Stored items
____________________

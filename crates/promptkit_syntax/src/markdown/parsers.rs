//! Markdown partial parsers.

use promptkit_core::lang::symbols::SymbolId;

use super::MarkdownToken;
use super::tokens::{COMMENT_OPEN, MarkdownComment, MarkdownImage, MarkdownLink, is_terminated};
use crate::diagnostics::SyntaxResult;
use crate::parser_base::{Finished, ParseResult, PartialParser};
use crate::tokens::SimpleToken;

type Step<P> = SyntaxResult<ParseResult<P, MarkdownToken>>;

/// `[caption]`, optionally preceded by `!` for an image.
#[derive(Debug, Clone)]
pub struct PartialMarkdownLinkCaption {
    exclamation: Option<SimpleToken>,
    tokens: Vec<SimpleToken>,
}

impl PartialMarkdownLinkCaption {
    /// Caption opened by `[`.
    pub fn link(open: SimpleToken) -> Self {
        Self {
            exclamation: None,
            tokens: vec![open],
        }
    }

    /// Image opened by `!`; `[` must come next.
    pub fn image(exclamation: SimpleToken) -> Self {
        Self {
            exclamation: Some(exclamation),
            tokens: Vec::new(),
        }
    }

    fn all_tokens(self) -> Vec<SimpleToken> {
        self.exclamation.into_iter().chain(self.tokens).collect()
    }

    pub fn accept(mut self, token: &SimpleToken) -> Step<MarkdownParser> {
        if self.tokens.is_empty() {
            if token.is(SymbolId::LeftBracket) {
                self.tokens.push(token.clone());
                return Ok(ParseResult::Continue {
                    parser: MarkdownParser::Caption(self),
                    consumed: true,
                });
            }
            return Ok(ParseResult::Failure {
                tokens: self.all_tokens(),
            });
        }
        // A `[` inside the caption starts a fresh link attempt.
        if token.is_line_break() || token.is(SymbolId::LeftBracket) {
            return Ok(ParseResult::Failure {
                tokens: self.all_tokens(),
            });
        }
        self.tokens.push(token.clone());
        if token.is(SymbolId::RightBracket) {
            return Ok(ParseResult::Continue {
                parser: MarkdownParser::Link(PartialMarkdownLink {
                    exclamation: self.exclamation,
                    caption: self.tokens,
                    reference: Vec::new(),
                    depth: 0,
                }),
                consumed: true,
            });
        }
        Ok(ParseResult::Continue {
            parser: MarkdownParser::Caption(self),
            consumed: true,
        })
    }

    pub fn finish(self) -> SyntaxResult<Finished<MarkdownToken>> {
        Ok(Finished::Plain(self.all_tokens()))
    }
}

/// `(reference)` after a complete caption; balanced parentheses may nest inside.
#[derive(Debug, Clone)]
pub struct PartialMarkdownLink {
    exclamation: Option<SimpleToken>,
    caption: Vec<SimpleToken>,
    reference: Vec<SimpleToken>,
    depth: usize,
}

impl PartialMarkdownLink {
    fn all_tokens(self) -> Vec<SimpleToken> {
        self.exclamation
            .into_iter()
            .chain(self.caption)
            .chain(self.reference)
            .collect()
    }

    fn build(self) -> SyntaxResult<MarkdownToken> {
        let link = MarkdownLink::new(self.caption, self.reference)?;
        Ok(match self.exclamation {
            Some(exclamation) => MarkdownToken::Image(MarkdownImage::new(exclamation, link)?),
            None => MarkdownToken::Link(link),
        })
    }

    pub fn accept(mut self, token: &SimpleToken) -> Step<MarkdownParser> {
        let opens = token.is(SymbolId::LeftParenthesis);
        if token.is_line_break() || (self.reference.is_empty() && !opens) {
            return Ok(ParseResult::Failure {
                tokens: self.all_tokens(),
            });
        }
        self.reference.push(token.clone());
        if opens {
            self.depth += 1;
        } else if token.is(SymbolId::RightParenthesis) {
            self.depth -= 1;
            if self.depth == 0 {
                return Ok(ParseResult::Done {
                    token: self.build()?,
                    consumed: true,
                });
            }
        }
        Ok(ParseResult::Continue {
            parser: MarkdownParser::Link(self),
            consumed: true,
        })
    }

    pub fn finish(self) -> SyntaxResult<Finished<MarkdownToken>> {
        Ok(Finished::Plain(self.all_tokens()))
    }
}

/// `<!--` ... `-->`.
#[derive(Debug, Clone)]
pub struct PartialMarkdownComment {
    tokens: Vec<SimpleToken>,
}

impl PartialMarkdownComment {
    pub fn new(open: SimpleToken) -> Self {
        Self { tokens: vec![open] }
    }

    fn is_open(&self) -> bool {
        self.tokens.len() >= COMMENT_OPEN.len()
    }

    pub fn accept(mut self, token: &SimpleToken) -> Step<MarkdownParser> {
        if !self.is_open() && !token.is(COMMENT_OPEN[self.tokens.len()]) {
            return Ok(ParseResult::Failure { tokens: self.tokens });
        }
        self.tokens.push(token.clone());
        if is_terminated(&self.tokens) {
            return Ok(ParseResult::Done {
                token: MarkdownToken::Comment(MarkdownComment::new(self.tokens)?),
                consumed: true,
            });
        }
        Ok(ParseResult::Continue {
            parser: MarkdownParser::Comment(self),
            consumed: true,
        })
    }

    pub fn finish(self) -> SyntaxResult<Finished<MarkdownToken>> {
        if self.is_open() {
            return Ok(Finished::Token(MarkdownToken::Comment(MarkdownComment::new(self.tokens)?)));
        }
        Ok(Finished::Plain(self.tokens))
    }
}

/// Markdown production in progress.
#[derive(Debug, Clone)]
pub enum MarkdownParser {
    Caption(PartialMarkdownLinkCaption),
    Link(PartialMarkdownLink),
    Comment(PartialMarkdownComment),
}

impl PartialParser for MarkdownParser {
    type Output = MarkdownToken;

    fn accept(self, token: &SimpleToken) -> SyntaxResult<ParseResult<Self, MarkdownToken>> {
        match self {
            MarkdownParser::Caption(parser) => parser.accept(token),
            MarkdownParser::Link(parser) => parser.accept(token),
            MarkdownParser::Comment(parser) => parser.accept(token),
        }
    }

    fn finish(self) -> SyntaxResult<Finished<MarkdownToken>> {
        match self {
            MarkdownParser::Caption(parser) => parser.finish(),
            MarkdownParser::Link(parser) => parser.finish(),
            MarkdownParser::Comment(parser) => parser.finish(),
        }
    }
}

____________________

— Task to carry out —
Give back all the data exactly as it was written.

— The completed task —
filename crates/promptkit_syntax/src/markdown/parsers.rs
//! Markdown partial parsers.

use promptkit_core::lang::symbols::SymbolId;

use super::MarkdownToken;
use super::tokens::{COMMENT_OPEN, MarkdownComment, MarkdownImage, MarkdownLink, is_terminated};
use crate::diagnostics::SyntaxResult;
use crate::parser_base::{Finished, ParseResult, PartialParser};
use crate::tokens::SimpleToken;

type Step<P> = SyntaxResult<ParseResult<P, MarkdownToken>>;

/// `[caption]`, optionally preceded by `!` for an image.
#[derive(Debug, Clone)]
pub struct PartialMarkdownLinkCaption {
    exclamation: Option<SimpleToken>,
    tokens: Vec<SimpleToken>,
}

impl PartialMarkdownLinkCaption {
    /// Caption opened by `[`.
    pub fn link(open: SimpleToken) -> Self {
        Self {
            exclamation: None,
            tokens: vec![open],
        }
    }

    /// Image opened by `!`; `[` must come next.
    pub fn image(exclamation: SimpleToken) -> Self {
        Self {
            exclamation: Some(exclamation),
            tokens: Vec::new(),
        }
    }

    fn all_tokens(self) -> Vec<SimpleToken> {
        self.exclamation.into_iter().chain(self.tokens).collect()
    }

    pub fn accept(mut self, token: &SimpleToken) -> Step<MarkdownParser> {
        if self.tokens.is_empty() {
            if token.is(SymbolId::LeftBracket) {
                self.tokens.push(token.clone());
                return Ok(ParseResult::Continue {
                    parser: MarkdownParser::Caption(self),
                    consumed: true,
                });
            }
            return Ok(ParseResult::Failure {
                tokens: self.all_tokens(),
            });
        }
        // A `[` inside the caption starts a fresh link attempt.
        if token.is_line_break() || token.is(SymbolId::LeftBracket) {
            return Ok(ParseResult::Failure {
                tokens: self.all_tokens(),
            });
        }
        self.tokens.push(token.clone());
        if token.is(SymbolId::RightBracket) {
            return Ok(ParseResult::Continue {
                parser: MarkdownParser::Link(PartialMarkdownLink {
                    exclamation: self.exclamation,
                    caption: self.tokens,
                    reference: Vec::new(),
                    depth: 0,
                }),
                consumed: true,
            });
        }
        Ok(ParseResult::Continue {
            parser: MarkdownParser::Caption(self),
            consumed: true,
        })
    }

    pub fn finish(self) -> SyntaxResult<Finished<MarkdownToken>> {
        Ok(Finished::Plain(self.all_tokens()))
    }
}

/// `(reference)` after a complete caption; balanced parentheses may nest inside.
#[derive(Debug, Clone)]
pub struct PartialMarkdownLink {
    exclamation: Option<SimpleToken>,
    caption: Vec<SimpleToken>,
    reference: Vec<SimpleToken>,
    depth: usize,
}

impl PartialMarkdownLink {
    fn all_tokens(self) -> Vec<SimpleToken> {
        self.exclamation
            .into_iter()
            .chain(self.caption)
            .chain(self.reference)
            .collect()
    }

    fn build(self) -> SyntaxResult<MarkdownToken> {
        let link = MarkdownLink::new(self.caption, self.reference)?;
        Ok(match self.exclamation {
            Some(exclamation) => MarkdownToken::Image(MarkdownImage::new(exclamation, link)?),
            None => MarkdownToken::Link(link),
        })
    }

    pub fn accept(mut self, token: &SimpleToken) -> Step<MarkdownParser> {
        let opens = token.is(SymbolId::LeftParenthesis);
        if token.is_line_break() || (self.reference.is_empty() && !opens) {
            return Ok(ParseResult::Failure {
                tokens: self.all_tokens(),
            });
        }
        self.reference.push(token.clone());
        if opens {
            self.depth += 1;
        } else if token.is(SymbolId::RightParenthesis) {
            self.depth -= 1;
            if self.depth == 0 {
                return Ok(ParseResult::Done {
                    token: self.build()?,
                    consumed: true,
                });
            }
        }
        Ok(ParseResult::Continue {
            parser: MarkdownParser::Link(self),
            consumed: true,
        })
    }

    pub fn finish(self) -> SyntaxResult<Finished<MarkdownToken>> {
        Ok(Finished::Plain(self.all_tokens()))
    }
}

/// `<!--` ... `-->`.
#[derive(Debug, Clone)]
pub struct PartialMarkdownComment {
    tokens: Vec<SimpleToken>,
}

impl PartialMarkdownComment {
    pub fn new(open: SimpleToken) -> Self {
        Self { tokens: vec![open] }
    }

    fn is_open(&self) -> bool {
        self.tokens.len() >= COMMENT_OPEN.len()
    }

    pub fn accept(mut self, token: &SimpleToken) -> Step<MarkdownParser> {
        if !self.is_open() && !token.is(COMMENT_OPEN[self.tokens.len()]) {
            return Ok(ParseResult::Failure { tokens: self.tokens });
        }
        self.tokens.push(token.clone());
        if is_terminated(&self.tokens) {
            return Ok(ParseResult::Done {
                token: MarkdownToken::Comment(MarkdownComment::new(self.tokens)?),
                consumed: true,
            });
        }
        Ok(ParseResult::Continue {
            parser: MarkdownParser::Comment(self),
            consumed: true,
        })
    }

    pub fn finish(self) -> SyntaxResult<Finished<MarkdownToken>> {
        if self.is_open() {
            return Ok(Finished::Token(MarkdownToken::Comment(MarkdownComment::new(self.tokens)?)));
        }
        Ok(Finished::Plain(self.tokens))
    }
}

/// Markdown production in progress.
#[derive(Debug, Clone)]
pub enum MarkdownParser {
    Caption(PartialMarkdownLinkCaption),
    Link(PartialMarkdownLink),
    Comment(PartialMarkdownComment),
}

impl PartialParser for MarkdownParser {
    type Output = MarkdownToken;

    fn accept(self, token: &SimpleToken) -> SyntaxResult<ParseResult<Self, MarkdownToken>> {
        match self {
            MarkdownParser::Caption(parser) => parser.accept(token),
            MarkdownParser::Link(parser) => parser.accept(token),
            MarkdownParser::Comment(parser) => parser.accept(token),
        }
    }

    fn finish(self) -> SyntaxResult<Finished<MarkdownToken>> {
        match self {
            MarkdownParser::Caption(parser) => parser.finish(),
            MarkdownParser::Link(parser) => parser.finish(),
            MarkdownParser::Comment(parser) => parser.finish(),
        }
    }
}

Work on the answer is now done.